Casas com nome e sobrenome
Terça-feira, cinco da tarde, favela do Valo Verde. Chove torrencialmente na beirada da periferia da região metropolitana de São Paulo, enquanto acontece mais uma reunião com moradores, para tratar do andamento das obras.
Ouço o relato de uma mulher, que há doze anos vive alí e acompanhou toda a transformação do lugar. Ela conta que as pessoas chegaram, construíram seus barracos e ao longo do tempo todo mundo se virava como podia para escapar das enchentes, dos ratos, das doenças. Quando o governo chegou, começaram as obras de saneamento, a construção das casas. A sua viela agora tem CEP, iluminação, rede de água e esgoto, seu barraco tem um número. Ainda há muito o que fazer, mas para ela, a vida ganhou um pouco de dignidade, mesmo antes de mudar para seu novo lar.
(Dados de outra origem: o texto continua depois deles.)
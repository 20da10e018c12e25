#![allow(dead_code)]

use orderflow::domain::order::NewOrder;
use rust_decimal::Decimal;
use std::io::{Error, Write};
use tempfile::NamedTempFile;

pub const HEADER: &str = "customer_email,customer_name,product_id,product_name,amount,currency,payment_method,affiliate_id,conversion_source";

pub fn new_order(amount: Decimal, method: &str, source: Option<&str>) -> NewOrder {
    NewOrder {
        customer_email: "a@b.com".to_string(),
        customer_name: Some("Ada".to_string()),
        product_id: "X".to_string(),
        product_name: "Product X".to_string(),
        amount,
        currency: "EUR".to_string(),
        payment_method: method.to_string(),
        affiliate_id: None,
        conversion_source: source.map(str::to_string),
    }
}

/// Writes an orders CSV with the standard header followed by `rows`.
pub fn orders_csv(rows: &[&str]) -> Result<NamedTempFile, Error> {
    let mut file = NamedTempFile::new()?;
    writeln!(file, "{HEADER}")?;
    for row in rows {
        writeln!(file, "{row}")?;
    }
    file.flush()?;
    Ok(file)
}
O papo estava bom, mas agora era hora dela escolher sua futura vizinhança. Alí não tem essa coisa de sorteio, anônima, impessoal. Durante as obras, as futuras casas não têm código, têm nomes. Assim, a turma se entendeu e cada um ficou do lado de quem tinha alguma afinidade. Quem gostava de som alto botaram lá no fim, as comadres ficaram lado a lado.
“Conversando é que a gente se entende”, me disse uma senhora animada, que aproveitou para me alfinetar, cobrando o prazo de entrega. Ela precisava de uma definição, pois estava juntando um dinheirinho para comprar o piso do banheiro, que seu filho, pedreiro caprichoso, tinha prometido assentar num final de semana. Pediu também para eu não instalar a pia da cozinha, já que ela ganhou um gabinete novo, completo, de inox. Prontamente, anotei no projeto: “casa da dona Adelina, sem pia”.
Aqui tem gente que nem sabe o que é morar em uma casa ou usar um banheiro, já que morou a vida inteira num barraco, muitas vezes rodeado de lixo por todos os lados. Nestas condições, o enfrentamento do déficit habitacional também é oportunidade de integrar políticas sociais, de saúde pública, educação ambiental.
Ao contrário, em muitas cidades – e Limeira não foge à regra – as políticas de habitação social ainda se traduzem na velha fórmula simplista de fornecimento de “lotes populares” ou apartamentos confinados. Mutirão, para muitos governos, ainda rima com palavrão, ou sinônimo de “se vira aí”.
Frente à urgência do problema da moradia, em muitos lugares as políticas habitacionais ainda são capitaneadas por pessoas desqualificadas que, do alto de seus home sweet home, jamais conhecerão de perto o problema, sequer saberão o nome de algum morador. Esquecem que estamos tratando com gente, e gente não é gado.